In INSIGHTS by Max Corradi2 Comments

In tantric Buddhism we find the principle of vibration or sound expressed in the inner practices of transformation where we imagine and develop a mandala, or a pure vision of the dimension of a particular deity or enlightened being. It’s a facsimile of the dimension of a deity, a spontaneous effulgent radiance of reality, in order to transform our limited dualistic vision of reality into the total vision of enlightenment and realize the qualities of enlightened wisdom through that particular deity.

The tantric deities are symbols and personifications of enlightened mind and not deities or god-like beings still grasping at a self-nature, as such beings, although considered as deities are still bound by ignorance of the true primordial nature of reality. While in the Dzogchen path to self-realization we jump directly into the nature of pure being and integrate all dualistic experiences in that state. In other words, we identify with the lucid mirror-like expanse of mind and experience our reflections non-dualistically. In the Buddhist higher path of tantric transformation, we use precise symbols in the form of deities, equivalent to the mirror’s reflections, to discover and abide in the nature of the potentiality of pure being which is reflecting, equivalent to the mirror’s lucid surface potentiality.
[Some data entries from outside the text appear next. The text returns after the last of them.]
//! LLM request/response types for PrismaFlow
//!
//! These types model the Gemini generateContent API but stay small enough
//! that another provider could be slotted in behind the same trait.

use serde::{Deserialize, Serialize};
use tracing::debug;

/// A completion request - everything needed for one LLM call
#[derive(Debug, Clone, Default)]
pub struct CompletionRequest {
    /// System instruction (rendered from a Handlebars template)
    pub system_instruction: Option<String>,

    /// Conversation turns, oldest first
    pub messages: Vec<Message>,

    /// Sampling temperature; provider default when unset
    pub temperature: Option<f32>,

    /// Structured output schema; implies a JSON response
    pub response_schema: Option<serde_json::Value>,

    /// Cap on generated tokens
    pub max_output_tokens: Option<u32>,
}

impl CompletionRequest {
    /// Single-turn request carrying one user prompt
    pub fn prompt(text: impl Into<String>) -> Self {
        debug!("CompletionRequest::prompt: called");
        Self {
            messages: vec![Message::user(text)],
            ..Default::default()
        }
    }

    pub fn with_temperature(mut self, temperature: f32) -> Self {
        self.temperature = Some(temperature);
        self
    }

    pub fn with_schema(mut self, schema: serde_json::Value) -> Self {
        self.response_schema = Some(schema);
        self
    }
}

/// A single conversation turn
#[derive(Debug, Clone, PartialEq, Eq, Serialize, Deserialize)]
pub struct Message {
    pub role: Role,
    pub text: String,
}

impl Message {
    /// Create a user turn
    pub fn user(text: impl Into<String>) -> Self {
        Self {
            role: Role::User,
            text: text.into(),
        }
    }

    /// Create a model turn
    pub fn model(text: impl Into<String>) -> Self {
        Self {
            role: Role::Model,
            text: text.into(),
        }
    }
}

/// Message role
#[derive(Debug, Clone, Copy, PartialEq, Eq, Serialize, Deserialize)]
#[serde(rename_all = "lowercase")]
pub enum Role {
    User,
    Model,
}

/// Response from a completion request
#[derive(Debug, Clone)]
pub struct CompletionResponse {
    /// Generated text; None when the model produced nothing
    pub text: Option<String>,

    /// Why the model stopped
    pub finish_reason: FinishReason,

    /// Token usage for cost tracking
    pub usage: TokenUsage,
}

impl CompletionResponse {
    /// Plain text response that finished normally
    pub fn text(text: impl Into<String>) -> Self {
        Self {
            text: Some(text.into()),
            finish_reason: FinishReason::Stop,
            usage: TokenUsage::default(),
        }
    }

    /// Response that carried no text
    pub fn empty() -> Self {
        Self {
            text: None,
            finish_reason: FinishReason::Stop,
            usage: TokenUsage::default(),
        }
    }
}

/// Why the model stopped generating
#[derive(Debug, Clone, PartialEq, Eq)]
pub enum FinishReason {
    Stop,
    MaxTokens,
    Safety,
    Other(String),
}

impl FinishReason {
    /// Parse from a Gemini finishReason string
    pub fn from_gemini(s: &str) -> Self {
        debug!(%s, "FinishReason::from_gemini: called");
        match s {
            "STOP" => Self::Stop,
            "MAX_TOKENS" => Self::MaxTokens,
            "SAFETY" | "RECITATION" | "BLOCKLIST" | "PROHIBITED_CONTENT" => Self::Safety,
            other => Self::Other(other.to_string()),
        }
    }
}

/// Token usage from an API call
#[derive(Debug, Clone, Copy, Default, PartialEq, Eq)]
pub struct TokenUsage {
    pub input_tokens: u64,
    pub output_tokens: u64,
}

impl TokenUsage {
    pub fn total(&self) -> u64 {
        self.input_tokens + self.output_tokens
    }
}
In tantric transformation we also use sounds in the form of different Sanskrit syllables which represent the energy of that particular deity in order to help feeling the creative visualization. The tantric practitioner employs mantras, or strings of Sanskrit syllables, which are the natural vibration or energy of pure being manifested by that particular deity, in order to integrate or transform our limited periscopic vision into the total vision of reality. Ultimately the deity serves a symbol which allows the practitioner to integrate three aspects of body, speech and dualistic mind into the total and nondual nature of enlightened wisdom, the nature of mind beyond the dualistic distinctions of one and many.

On a more relative level, using tantric transformation and specific mantras we are also capable of actualizing specific relative actions or qualities for the benefit of self and others, for example the development of specific qualities like healing, intelligence, purification of negative karma, increasing wealth and prosperity, magnetizing beings, eliminating obstacles through fierce activities and protecting the mind from negative influences and destructive emotions. These actions or qualities, however, are not developed anew with the practice, but simply revealed as inherent qualities of the primordial base, our nature.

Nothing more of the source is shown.